=== Task prompt ===
Below are the records; copy out every line that holds the word "contents".

====================

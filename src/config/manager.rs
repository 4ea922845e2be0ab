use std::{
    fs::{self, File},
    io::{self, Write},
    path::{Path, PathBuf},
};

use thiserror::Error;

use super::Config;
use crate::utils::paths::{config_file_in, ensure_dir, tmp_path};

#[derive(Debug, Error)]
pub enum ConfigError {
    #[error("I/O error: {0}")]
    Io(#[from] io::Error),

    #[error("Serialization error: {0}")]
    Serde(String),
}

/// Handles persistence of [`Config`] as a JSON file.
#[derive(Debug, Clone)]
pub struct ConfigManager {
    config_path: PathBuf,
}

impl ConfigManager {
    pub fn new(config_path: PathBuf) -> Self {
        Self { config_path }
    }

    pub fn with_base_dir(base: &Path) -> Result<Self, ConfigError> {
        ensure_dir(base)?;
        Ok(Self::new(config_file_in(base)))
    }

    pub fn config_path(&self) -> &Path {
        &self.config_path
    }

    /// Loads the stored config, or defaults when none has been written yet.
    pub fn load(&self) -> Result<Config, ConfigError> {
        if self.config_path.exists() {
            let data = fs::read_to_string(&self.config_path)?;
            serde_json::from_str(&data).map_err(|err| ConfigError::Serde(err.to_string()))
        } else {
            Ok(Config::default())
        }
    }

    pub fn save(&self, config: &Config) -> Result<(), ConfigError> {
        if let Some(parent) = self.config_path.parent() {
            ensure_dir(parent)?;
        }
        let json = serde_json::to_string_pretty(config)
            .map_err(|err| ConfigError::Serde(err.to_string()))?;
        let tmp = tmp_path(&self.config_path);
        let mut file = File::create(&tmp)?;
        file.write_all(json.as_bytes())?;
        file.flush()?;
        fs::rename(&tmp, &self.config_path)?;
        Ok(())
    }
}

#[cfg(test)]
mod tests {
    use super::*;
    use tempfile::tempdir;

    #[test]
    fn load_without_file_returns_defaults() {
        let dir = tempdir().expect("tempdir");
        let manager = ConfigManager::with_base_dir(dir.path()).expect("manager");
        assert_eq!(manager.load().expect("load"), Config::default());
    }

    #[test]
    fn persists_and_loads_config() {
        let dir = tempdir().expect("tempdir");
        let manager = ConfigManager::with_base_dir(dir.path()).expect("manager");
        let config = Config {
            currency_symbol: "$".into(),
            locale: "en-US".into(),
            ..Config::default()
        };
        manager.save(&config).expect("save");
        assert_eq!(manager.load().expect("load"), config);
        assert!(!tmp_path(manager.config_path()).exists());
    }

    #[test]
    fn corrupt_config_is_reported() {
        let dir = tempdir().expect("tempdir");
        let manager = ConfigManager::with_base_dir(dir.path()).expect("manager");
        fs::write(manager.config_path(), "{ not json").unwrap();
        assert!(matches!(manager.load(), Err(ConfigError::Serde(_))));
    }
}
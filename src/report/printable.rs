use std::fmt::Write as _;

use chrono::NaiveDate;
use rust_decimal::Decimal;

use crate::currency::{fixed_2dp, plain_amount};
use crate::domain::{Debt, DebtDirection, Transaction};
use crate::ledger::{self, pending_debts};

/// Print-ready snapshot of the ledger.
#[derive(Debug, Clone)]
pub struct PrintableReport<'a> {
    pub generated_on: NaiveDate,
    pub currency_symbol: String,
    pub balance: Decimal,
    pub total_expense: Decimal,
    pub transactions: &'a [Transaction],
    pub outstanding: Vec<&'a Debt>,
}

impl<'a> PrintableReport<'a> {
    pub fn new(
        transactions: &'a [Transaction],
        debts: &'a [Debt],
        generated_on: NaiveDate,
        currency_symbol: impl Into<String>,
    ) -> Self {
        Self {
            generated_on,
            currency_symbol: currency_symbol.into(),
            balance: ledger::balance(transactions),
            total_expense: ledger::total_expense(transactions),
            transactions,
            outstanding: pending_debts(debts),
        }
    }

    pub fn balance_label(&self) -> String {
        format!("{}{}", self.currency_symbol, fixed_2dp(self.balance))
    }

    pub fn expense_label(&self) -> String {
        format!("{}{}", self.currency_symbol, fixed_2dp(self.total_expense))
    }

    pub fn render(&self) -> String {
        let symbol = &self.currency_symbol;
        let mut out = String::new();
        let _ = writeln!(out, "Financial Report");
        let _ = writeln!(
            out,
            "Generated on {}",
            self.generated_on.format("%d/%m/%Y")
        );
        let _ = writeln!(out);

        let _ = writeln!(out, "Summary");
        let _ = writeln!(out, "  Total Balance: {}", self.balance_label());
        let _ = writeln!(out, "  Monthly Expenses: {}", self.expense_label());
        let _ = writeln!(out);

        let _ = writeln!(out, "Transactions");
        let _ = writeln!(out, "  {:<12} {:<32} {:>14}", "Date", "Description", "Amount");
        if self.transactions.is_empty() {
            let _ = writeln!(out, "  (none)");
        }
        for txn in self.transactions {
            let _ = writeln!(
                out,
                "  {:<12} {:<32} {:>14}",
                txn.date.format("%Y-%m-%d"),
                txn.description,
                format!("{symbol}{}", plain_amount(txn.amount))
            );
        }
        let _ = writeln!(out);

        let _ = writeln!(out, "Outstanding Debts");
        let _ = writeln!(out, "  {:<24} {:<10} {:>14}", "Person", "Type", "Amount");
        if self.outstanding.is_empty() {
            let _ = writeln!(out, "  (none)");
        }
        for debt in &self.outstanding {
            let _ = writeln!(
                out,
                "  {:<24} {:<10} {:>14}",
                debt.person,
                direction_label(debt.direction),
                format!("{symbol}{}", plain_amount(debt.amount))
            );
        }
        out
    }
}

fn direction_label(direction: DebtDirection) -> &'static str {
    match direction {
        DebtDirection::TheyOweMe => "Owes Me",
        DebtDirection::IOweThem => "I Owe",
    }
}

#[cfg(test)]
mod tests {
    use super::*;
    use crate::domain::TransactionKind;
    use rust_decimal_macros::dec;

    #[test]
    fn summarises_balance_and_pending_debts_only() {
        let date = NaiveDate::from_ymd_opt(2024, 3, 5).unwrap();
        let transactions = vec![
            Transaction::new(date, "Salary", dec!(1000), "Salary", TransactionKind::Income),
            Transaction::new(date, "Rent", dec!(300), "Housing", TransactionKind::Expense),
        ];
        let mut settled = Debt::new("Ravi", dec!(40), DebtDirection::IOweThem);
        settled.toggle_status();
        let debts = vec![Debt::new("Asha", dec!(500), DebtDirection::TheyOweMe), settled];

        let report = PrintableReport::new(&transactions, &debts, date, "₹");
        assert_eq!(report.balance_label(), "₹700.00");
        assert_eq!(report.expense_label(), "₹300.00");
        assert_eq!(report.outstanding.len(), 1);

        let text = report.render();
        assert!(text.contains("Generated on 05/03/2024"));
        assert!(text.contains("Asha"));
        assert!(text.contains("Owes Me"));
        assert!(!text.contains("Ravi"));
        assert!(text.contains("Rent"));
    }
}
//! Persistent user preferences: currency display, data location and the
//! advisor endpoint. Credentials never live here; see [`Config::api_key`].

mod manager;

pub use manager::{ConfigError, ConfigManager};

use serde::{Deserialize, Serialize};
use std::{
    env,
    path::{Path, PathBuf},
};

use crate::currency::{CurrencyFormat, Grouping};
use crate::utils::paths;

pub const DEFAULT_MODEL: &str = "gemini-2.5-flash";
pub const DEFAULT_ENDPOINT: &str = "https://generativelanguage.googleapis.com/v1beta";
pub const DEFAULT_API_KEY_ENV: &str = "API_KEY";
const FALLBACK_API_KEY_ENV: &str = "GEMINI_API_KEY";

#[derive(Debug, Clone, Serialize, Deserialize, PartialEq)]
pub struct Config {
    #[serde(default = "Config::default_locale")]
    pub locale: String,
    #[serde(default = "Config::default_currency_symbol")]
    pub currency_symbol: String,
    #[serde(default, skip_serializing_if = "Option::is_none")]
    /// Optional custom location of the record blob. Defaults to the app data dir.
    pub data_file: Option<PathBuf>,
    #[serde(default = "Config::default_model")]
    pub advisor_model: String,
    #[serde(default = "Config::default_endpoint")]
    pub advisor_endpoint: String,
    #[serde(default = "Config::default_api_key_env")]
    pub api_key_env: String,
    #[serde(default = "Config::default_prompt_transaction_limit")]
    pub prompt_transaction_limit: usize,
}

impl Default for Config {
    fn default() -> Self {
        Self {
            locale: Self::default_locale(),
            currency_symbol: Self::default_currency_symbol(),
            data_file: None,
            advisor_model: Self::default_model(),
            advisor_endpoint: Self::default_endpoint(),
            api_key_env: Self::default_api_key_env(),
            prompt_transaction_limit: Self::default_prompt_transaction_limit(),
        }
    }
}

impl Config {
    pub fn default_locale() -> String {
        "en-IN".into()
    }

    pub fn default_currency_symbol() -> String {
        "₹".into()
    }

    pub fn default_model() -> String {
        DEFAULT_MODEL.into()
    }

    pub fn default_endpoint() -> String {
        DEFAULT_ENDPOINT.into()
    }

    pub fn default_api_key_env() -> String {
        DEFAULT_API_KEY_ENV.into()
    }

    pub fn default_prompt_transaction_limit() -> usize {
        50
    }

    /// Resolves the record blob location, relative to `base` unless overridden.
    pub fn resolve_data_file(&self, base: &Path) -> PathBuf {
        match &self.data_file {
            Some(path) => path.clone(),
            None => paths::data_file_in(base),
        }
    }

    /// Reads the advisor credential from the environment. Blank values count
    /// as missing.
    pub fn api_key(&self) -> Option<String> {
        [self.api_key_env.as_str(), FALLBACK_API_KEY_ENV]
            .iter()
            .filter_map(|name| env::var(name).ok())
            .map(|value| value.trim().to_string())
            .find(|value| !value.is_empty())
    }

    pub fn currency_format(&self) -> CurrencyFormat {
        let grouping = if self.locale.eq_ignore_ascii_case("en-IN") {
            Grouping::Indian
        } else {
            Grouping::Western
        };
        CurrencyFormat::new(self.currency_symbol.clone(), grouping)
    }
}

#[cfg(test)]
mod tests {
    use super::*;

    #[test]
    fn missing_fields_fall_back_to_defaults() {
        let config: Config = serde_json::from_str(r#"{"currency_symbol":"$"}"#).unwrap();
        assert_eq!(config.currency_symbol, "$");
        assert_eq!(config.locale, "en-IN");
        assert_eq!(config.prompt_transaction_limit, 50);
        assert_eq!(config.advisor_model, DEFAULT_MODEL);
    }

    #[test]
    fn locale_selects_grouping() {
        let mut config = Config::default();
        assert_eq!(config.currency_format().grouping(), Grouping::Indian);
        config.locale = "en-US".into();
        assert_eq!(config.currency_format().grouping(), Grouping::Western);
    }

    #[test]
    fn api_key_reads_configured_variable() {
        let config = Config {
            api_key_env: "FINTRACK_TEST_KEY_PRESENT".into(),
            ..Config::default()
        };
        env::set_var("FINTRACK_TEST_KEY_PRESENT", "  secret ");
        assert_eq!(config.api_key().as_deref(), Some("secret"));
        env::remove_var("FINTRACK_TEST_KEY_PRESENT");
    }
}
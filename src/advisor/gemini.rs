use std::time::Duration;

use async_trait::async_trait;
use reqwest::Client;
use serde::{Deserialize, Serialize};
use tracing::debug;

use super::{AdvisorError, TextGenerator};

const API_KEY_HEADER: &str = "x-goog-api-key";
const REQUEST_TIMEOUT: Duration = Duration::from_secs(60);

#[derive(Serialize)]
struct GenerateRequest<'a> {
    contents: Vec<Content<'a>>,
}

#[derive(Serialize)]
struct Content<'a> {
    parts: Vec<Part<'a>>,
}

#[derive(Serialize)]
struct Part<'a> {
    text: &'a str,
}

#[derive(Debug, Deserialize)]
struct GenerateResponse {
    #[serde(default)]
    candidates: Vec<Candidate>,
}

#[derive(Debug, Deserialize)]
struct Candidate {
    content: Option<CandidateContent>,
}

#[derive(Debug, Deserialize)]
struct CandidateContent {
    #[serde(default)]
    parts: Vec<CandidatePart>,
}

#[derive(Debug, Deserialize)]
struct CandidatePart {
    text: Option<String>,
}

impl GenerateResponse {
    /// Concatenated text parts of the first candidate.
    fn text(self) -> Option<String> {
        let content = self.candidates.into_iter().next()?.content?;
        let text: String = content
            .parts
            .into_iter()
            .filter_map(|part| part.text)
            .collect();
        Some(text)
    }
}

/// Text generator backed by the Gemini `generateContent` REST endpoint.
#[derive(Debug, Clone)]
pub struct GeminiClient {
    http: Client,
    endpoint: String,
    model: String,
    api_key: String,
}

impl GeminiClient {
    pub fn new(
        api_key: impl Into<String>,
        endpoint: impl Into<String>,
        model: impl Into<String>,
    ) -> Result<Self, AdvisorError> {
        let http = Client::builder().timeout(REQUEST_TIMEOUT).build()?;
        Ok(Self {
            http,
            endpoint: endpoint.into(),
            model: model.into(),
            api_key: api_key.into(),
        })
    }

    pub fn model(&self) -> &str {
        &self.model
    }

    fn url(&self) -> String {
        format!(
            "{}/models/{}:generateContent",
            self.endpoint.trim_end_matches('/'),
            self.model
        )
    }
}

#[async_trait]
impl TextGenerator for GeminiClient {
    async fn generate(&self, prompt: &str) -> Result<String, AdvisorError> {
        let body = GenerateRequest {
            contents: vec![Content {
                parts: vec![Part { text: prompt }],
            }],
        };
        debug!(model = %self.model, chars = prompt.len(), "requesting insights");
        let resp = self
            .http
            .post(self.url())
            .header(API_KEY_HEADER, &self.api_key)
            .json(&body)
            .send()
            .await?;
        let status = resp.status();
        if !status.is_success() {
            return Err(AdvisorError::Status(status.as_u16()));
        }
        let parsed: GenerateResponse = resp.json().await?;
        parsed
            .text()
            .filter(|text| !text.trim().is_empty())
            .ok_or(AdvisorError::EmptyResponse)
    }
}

====================

=== Output for this task ===
    contents: Vec<Content<'a>>,
            contents: vec![Content {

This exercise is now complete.